* [PROBLEM DETAILS] Would you reproduce exactly the lines below from the one holding "async fn main()" through the one holding "let mut config", inclusive, and no others?

======== INPUT DATA

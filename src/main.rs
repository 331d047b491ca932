mod config;
mod display;
mod models;
mod processing;
mod utils;

use std::{env, path::PathBuf};

use anyhow::{Context as _, Result, bail};
use clap::{Parser, Subcommand};
use serenity::all::Http;
use tokio::{signal::ctrl_c, sync::watch, time::Duration};
use tracing::{info, warn};
use tracing_subscriber::{layer::SubscriberExt, util::SubscriberInitExt};

use crate::config::Config;
use crate::models::Stats;
use crate::processing::{
    CollectOptions, PairingRules, build_archive_pairs, collect_guild, list_all_guilds,
};
use crate::utils::file::{list_archive_files, save_pairs};
use crate::utils::selection::{GuildSource, guild_source, prompt_guild_id};

#[derive(Parser)]
#[command(name = "chat_pairs")]
#[command(about = "Turn a Discord chat archive into prompt/response fine-tuning pairs", version)]
struct Cli {
    /// TOML config file; defaults apply when it does not exist
    #[arg(short, long, default_value = "chat_pairs.toml")]
    config: PathBuf,

    /// Your Discord user ID, whose messages become the responses
    #[arg(long, env = "USER_ID", global = true)]
    user_id: Option<u64>,

    /// Directory holding one archive file per channel
    #[arg(long, global = true)]
    raw_dir: Option<PathBuf>,

    #[command(subcommand)]
    command: Commands,
}

#[derive(Subcommand)]
enum Commands {
    /// Download channel history into the raw archive directory
    Dump {
        /// Guild to collect (repeatable); prompts when none is configured
        #[arg(long = "guild", value_name = "ID")]
        guilds: Vec<u64>,

        /// Collect every guild the account belongs to
        #[arg(long)]
        all_guilds: bool,
    },

    /// Build prompt/response pairs from the raw archive
    Pairs {
        /// Output JSONL file
        #[arg(short, long)]
        out: Option<PathBuf>,
    },
}

#[tokio::main]
async fn main() -> Result<()> {
    tracing_subscriber::registry()
        .with(
            tracing_subscriber::EnvFilter::try_from_default_env()
                .unwrap_or_else(|_| "info,chat_pairs=debug".into()),
        )
        .with(tracing_subscriber::fmt::layer())
        .init();

    let cli = Cli::parse();

    info!("Loading configuration from: {}", cli.config.display());
    let mut config = Config::load(&cli.config)
        .with_context(|| format!("Failed to load config from {}", cli.config.display()))?;
    if let Some(user_id) = cli.user_id {
        config.target_user_id = user_id;
    }
    if let Some(raw_dir) = cli.raw_dir {
        config.archive.raw_dir = raw_dir;
    }

    match cli.command {
        Commands::Dump { guilds, all_guilds } => {
            if !guilds.is_empty() {
                config.collect.guilds = guilds;
            }
            if all_guilds {
                config.collect.all_guilds = true;
            }
            config.validate()?;
            run_dump(&config).await
        }
        Commands::Pairs { out } => {
            if let Some(out) = out {
                config.archive.out_file = out;
            }
            config.validate()?;
            run_pairs(&config)
        }
    }
}

fn run_pairs(config: &Config) -> Result<()> {
    let rules = PairingRules::from_config(config.target_user_id, &config.pairing)?;
    let files = list_archive_files(&config.archive.raw_dir)?;
    if files.is_empty() {
        bail!("No archive files found in {}", config.archive.raw_dir.display());
    }
    info!("🚀 Building pairs from {} channel archives", files.len());

    let mut stats = Stats::new(config.archive.out_file.display().to_string());
    let mut pairs = Vec::new();
    for channel in build_archive_pairs(&files, &rules)? {
        pairs.extend(channel.pairs);
        stats.add_channel_stats(channel.stats);
    }

    save_pairs(&pairs, &config.archive.out_file)?;
    info!(
        "Built {} prompt-response pairs -> {}",
        pairs.len(),
        config.archive.out_file.display()
    );
    display::print_pair_stats(&stats);
    Ok(())
}

async fn run_dump(config: &Config) -> Result<()> {
    let token = env::var("DISCORD_TOKEN").context("DISCORD_TOKEN not found in environment")?;
    let http = Http::new(&token);

    let guild_ids = match guild_source(config.collect.all_guilds, &config.collect.guilds)? {
        GuildSource::All => list_all_guilds(&http).await?,
        GuildSource::Listed(ids) => ids,
        GuildSource::Prompt => vec![prompt_guild_id()?],
    };

    let options = CollectOptions {
        raw_dir: config.archive.raw_dir.clone(),
        target_user_id: config.target_user_id,
        skip_channels: config.collect.skip_channels.clone(),
        max_retries: config.collect.max_retries,
        page_delay: Duration::from_millis(config.collect.page_delay_ms),
        concurrent_channels: config.collect.concurrent_channels,
    };

    let (shutdown_tx, shutdown_rx) = watch::channel(false);
    tokio::spawn(async move {
        if let Ok(()) = ctrl_c().await {
            warn!("⚠️ Received Ctrl+C, gracefully shutting down...");
            let _ = shutdown_tx.send(true);
        }
    });

    let mut results = Vec::new();
    for guild_id in guild_ids {
        if *shutdown_rx.borrow() {
            break;
        }
        match http.get_guild(guild_id).await {
            Ok(guild) => info!("=== {} ===", guild.name),
            Err(e) => {
                warn!("❌ Failed to access server {}: {}", guild_id, e);
                continue;
            }
        }
        results.extend(collect_guild(&http, guild_id, &options, shutdown_rx.clone()).await?);
    }

    display::print_collect_stats(&results, *shutdown_rx.borrow());
    Ok(())
}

================

* [YOUR RESPONSE]
async fn main() -> Result<()> {
    tracing_subscriber::registry()
        .with(
            tracing_subscriber::EnvFilter::try_from_default_env()
                .unwrap_or_else(|_| "info,chat_pairs=debug".into()),
        )
        .with(tracing_subscriber::fmt::layer())
        .init();

    let cli = Cli::parse();

    info!("Loading configuration from: {}", cli.config.display());
    let mut config = Config::load(&cli.config)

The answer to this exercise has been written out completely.